Canadian who sheltered Americans in Iran dies

TORONTO: John Sheardown, the former First Secretary at the Canadian Embassy in Tehran who sheltered fugitive American Embassy staffers at his home during the Iran hostage crisis in 1979 and who had a lengthy career in Canada’s foreign service, has died at age 88. His wife Zena said Sheardown passed away in an Ottawa hospital on Dec. 30 and had been treated for Alzheimer’s disease for the past four years but also suffered from other ailments.
Sheardown, a diplomat in Tehran during the Islamic Revolution, played a key role in the events depicted in Ben Affleck’s Oscar-contender film “Argo,” although he was not portrayed in the film.
Almost a week after militant Iranian radicals seized the US Embassy in Tehran on Nov. 4, 1979, taking 52 Americans hostage for 444 days in retaliation for US support for the recently deposed shah, the Canadian diplomat received a call from one of the six Americans who had managed to evade capture. American consular officer Robert Anders was calling his friend Sheardown for help.
“’What took you so long?’” was Sheardown’s reply, said his wife.
After that phone call, the Sheardowns agreed without hesitation to shelter four of the six Americans in secrecy in their 20-room house in Tehran. Canadian ambassador, Ken Taylor, housed the other two Americans.
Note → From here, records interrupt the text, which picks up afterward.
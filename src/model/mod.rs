//! Risk model seam. The trained classifier lives outside this crate; it is
//! reached through [`RiskModel`].

mod onnx;

pub use onnx::OnnxDetector;

use crate::error::Result;
use crate::features::{FeatureTable, FeatureVector};

/// Maps a feature vector to an anomaly probability in `[0, 1]`.
pub trait RiskModel: Send + Sync {
    fn predict(&self, features: &FeatureVector) -> Result<f32>;

    fn predict_batch(&self, table: &FeatureTable) -> Result<Vec<f32>> {
        table.rows().iter().map(|fv| self.predict(fv)).collect()
    }
}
“It would have been selfish for us not to do so,” Zena Sheardown told The Associated Press from her home in Ottawa, Ontario. “There weren’t many places to hide in Iran, we had the room, they needed our help and it was just not in John’s nature to refuse help to anyone.”
For 79 days, the pair lived a low-profile life in tumultuous Tehran, facilitating a household that was comfortable and welcoming for the Americans, while helicopters streamed overhead, everyone’s nerves calmed only by boisterous dinners together and heartfelt hospitality.
“We have a lot of fond memories. We spent American Thanksgiving together, New Year’s Eve, together. Every night we would all sit around for dinner together. There was a lot of humor and laughter. It was a nice time to have to spend together,” she said. “We tried to be protective, but we also went out of our way to make them feel as if they weren’t imposing on us.” She said her husband became the father figure of the household, whom everyone would turn to for advice when they went through moments of fear.
“He kind of became our leader and since he was a pipe smoker and had more of a mature nature, he became known as ‘Big Daddy,’ everyone would wait for Big Daddy to come home,” she said chuckling.
While Sheardown might be best known for his role in what became known as the “Canadian Caper,” he was noticeably absent from “Argo,” which told the story of how the CIA used a fake Hollywood film crew to rescue the six US Embassy staffers sheltered by the Canadians. Affleck has apologized for leaving Sheardown out of the film, which he said was the result of time constraints and plot developments. “It was frustrating,” said Zena Sheardown. “It would have been nice if the story was told correctly because basically, if the Canadians weren’t there to help, who knows what would have happened to those Americans.” In a story posted in October on the Slate magazine website, one of the rescued American diplomats, Mark Lijek, said Sheardown’s role was “indispensable.”